Thin, Dark Crash (how I dread that blue jay) second view

Thin, Dark Crash (how I dread that blue jay) second view

2016, Pierogi Gallery

Thoughts on show title: I've been interested in watching birds for a few of years now. In addition to their plumage, I love their complex language very much - patterns, frequency. The blue jay has been particularly interesting for me lately because of its intelligence and complex behavior. I mean, people generally think blue jays are beautiful, but they are also know as backyard bullies. They can dominate feeders and have been known to mimic the calls of hawks to either protect themselves (a form of audio camouflage) or scare other birds away from food so they can steal it. They are both cowards and predators. The blue jay portion of the title refers to the last line of the final piece (Delta) I finished for the show, drawn at the bottom - "I heard a blue jay sing cheer up, cheer a lee, cheerio, whinney." That's actually the call of the robin, a signifier of spring. I liked the idea that the person in the story is abruptly confronted with a possible life or death moment, and subsequently hears or imagines the sweet song of the robin, a sign of rebirth, which is actually being sung by a blue jay, the imposter. Is it the beginning of something or the end?

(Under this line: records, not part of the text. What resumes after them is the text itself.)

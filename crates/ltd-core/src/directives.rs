use std::path::Path;

use ltd_constants::INDEX_FILE;
use ltd_error::Result;
use ltd_resolver::declaration_files;
use ltd_utils::to_forward_slashes;

#[must_use]
pub fn create_linked_directives(file_paths: &[String], namespace: &str) -> String {
    let mut paths: Vec<&str> = file_paths
        .iter()
        .map(String::as_str)
        .filter(|path| *path != INDEX_FILE)
        .collect();
    paths.sort_unstable();
    paths.dedup();

    let mut lines: Vec<String> = paths
        .into_iter()
        .map(|path| format!("/// <reference path=\"{path}\" />"))
        .collect();
    lines.push(format!("declare module '{namespace}' {{}}"));
    lines.join("\n")
}

/// Rewrites `<types_location>/index.d.ts` from what is on disk now.
pub async fn write_linked_directives(types_location: &Path, namespace: &str) -> Result<String> {
    let file_paths: Vec<String> = declaration_files(types_location, false)
        .iter()
        .map(|path| to_forward_slashes(path))
        .collect();
    let content = create_linked_directives(&file_paths, namespace);

    tokio::fs::create_dir_all(types_location).await?;
    tokio::fs::write(types_location.join(INDEX_FILE), &content).await?;
    Ok(content)
}
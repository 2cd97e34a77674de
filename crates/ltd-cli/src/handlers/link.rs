use anyhow::Result;
use owo_colors::OwoColorize;
use std::path::Path;

use ltd_constants::BIN_NAME;
use ltd_core::{RunOutcome, RunReport};
use ltd_project::OptionOverrides;

pub struct LinkHandler;

impl LinkHandler {
    pub fn handle_link(module: Option<&str>, overrides: &OptionOverrides) -> Result<()> {
        Self::print_header("link", module);
        let outcome = ltd_core::link(Path::new("."), module, overrides)?;
        Self::report(&outcome, "linked", overrides);
        Ok(())
    }

    pub fn handle_unlink(module: Option<&str>, overrides: &OptionOverrides) -> Result<()> {
        Self::print_header("unlink", module);
        let outcome = ltd_core::unlink(Path::new("."), module, overrides)?;
        Self::report(&outcome, "unlinked", overrides);
        Ok(())
    }

    pub fn handle_install(package: Option<&str>, overrides: &OptionOverrides) -> Result<()> {
        Self::print_header("install", package);
        let outcome = ltd_core::install(Path::new("."), package, overrides)?;
        Self::report(&outcome, "installed", overrides);
        Ok(())
    }

    fn report(outcome: &RunOutcome, verb: &str, overrides: &OptionOverrides) {
        let RunOutcome::Completed(report) = outcome else {
            return;
        };

        if overrides.dry_run == Some(true) {
            ltd_logger::finish(&format!("dry run: {}", Self::summary(report, verb)));
        } else {
            ltd_logger::finish(&Self::summary(report, verb));
        }
    }

    fn summary(report: &RunReport, verb: &str) -> String {
        let count = report.modules.len();
        let noun = if count == 1 { "module" } else { "modules" };
        if report.skipped.is_empty() {
            format!("{verb} {count} {noun}")
        } else {
            format!("{verb} {count} {noun}, {} skipped", report.skipped.len())
        }
    }

    fn print_header(command: &str, target: Option<&str>) {
        println!(
            "{} {} {}",
            BIN_NAME.bright_cyan().bold(),
            command.bright_white(),
            target.unwrap_or_default().bright_white()
        );
        println!();
    }
}
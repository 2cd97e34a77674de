pub mod config;
pub mod dependency_manager;
pub mod io;
pub mod package_json;
pub mod setup;

pub use config::{OptionOverrides, Options, ProjectPaths, StoredOptions};
pub use dependency_manager::DependencyManager;
pub use io::{manifest_exists, read_package_json, write_package_json};
pub use package_json::{ModuleDescriptor, PackageJson};
pub use setup::{SetupWiring, is_already_configured};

The next piece will explore that space - Im thinking of that moment, when the character is abut to transform, like a phase change, as when rain turns to ice. The actual title (how i dread that blue jay) is my take on Emily Dickinson's poem, which I love...  I dreaded that first Robin, so, But He is mastered, now, I'm some accustomed to Him grown, He hurts a little, though — The 'thin, dark crash" is actually the name of a drum symbol. I brought my old drum set to my house so my son could learn and saw the symbol and loved the name. I was thinking of a symbol sound as the start of some melodrama or something, but that particular symbol has a very short sustain and can seem almost insignificant in relation to other larger, more dramatic symbols. It is distinctive when isolated, but blends into the crowd when integrated. Like the blue jay in ways and I envision like the character in the story... he's anonymous and introverted and soft, but begins to accumulate a type of focus or sharpness over time.